Start with your meeting app. About 70 percent of all app downloads are never used, Blaney says, which means planners need to do more than just make an event app available. They have to drive use of the app, which is where gamification can help.

“You’re not just encouraging attendees to download an app and use it, you are giving them the app as a means to engage with the event in some way that is meaningful to them and to you,” Blaney says. “Once they have the app, they get a reward that helps them stay on your track before the event, during the event and long after it is over. It is that post-event engagement that boosts your return on the meeting investment.”

It’s not just that gamification sounds more like fun and games than attendee motivation and behavior modification, she continued. It is also a relatively new concept to many meeting sponsors. And new concepts can be tough to accept.

CSR drew more snickers than accolades a decade ago, but that changed as companies began to see the very real links between public and employee perceptions of how well a company meets its social responsibility and their decisions to use its services, or to turn to a competitor with a better reputation.

Site Visits Reimagined
Even site visits can become more fun and interesting through the power of technology.

Just ask Sherry Parks, president of Corporate Planners Unlimited. She doesn’t just walk a property on a site visit, she uses her phone to record every step for review later. When Google lumbered its way into site visits, she promptly donned Google Glass to record, store and share entire site inspections with clients and staffers.

“If the client can’t accompany me on a site, they can see the property through my eyes, literally,” Parks says. “I try to wear Google Glass into every space as I see it. Even if you are not physically present, you can see sightlines, air walls, the flow of people, the way staff interact. You wouldn’t buy a new car online without ever driving or even seeing the actual model, so why would you buy hotel and event space without seeing it? Hoping that the salesperson is selling you the most appropriate space, sight unseen, is not the kind of risk that most planners can afford to take.”

Did Parks know that Google Glass could make that kind of difference? No, but she knew that not trying it was an even bigger risk.

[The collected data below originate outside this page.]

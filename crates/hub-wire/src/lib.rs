//! Wire types shared across the hub protocol stack.
//!
//! This crate provides:
//! - The fixed 24-byte frame header codec ([`header`])
//! - The authentication sub-protocol envelope and payload types ([`auth`])

#![forbid(unsafe_code)]
#![warn(missing_docs)]

pub mod auth;
pub mod header;

pub use header::{encode, read_frame, Header, Major, WireError, HEADER_LEN, MAX_PAYLOAD, SUB_PROTO_AUTH};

“Keeping up with technology, being able to talk the talk about what is coming and how it is going to be useful, makes the planner that much more essential,” says tech guru James Spellos, president of Meeting U. “Yes, new technology is a risk. There was a time when PowerPoint was a risk. But if you don’t take risks, you have just positioned yourself as legacy and reactive instead of innovative and proactive. Keeping up with technology isn’t just part of your job, it’s your survival. And I can’t tell you how much fun it is!”

While Google currently has the product off the market undergoing further improvements, company spokespeople say it will make a comeback. Sony is even jumping into the fray now with SmartEyeglass, its version of high-tech spectacles with the ability to augment reality.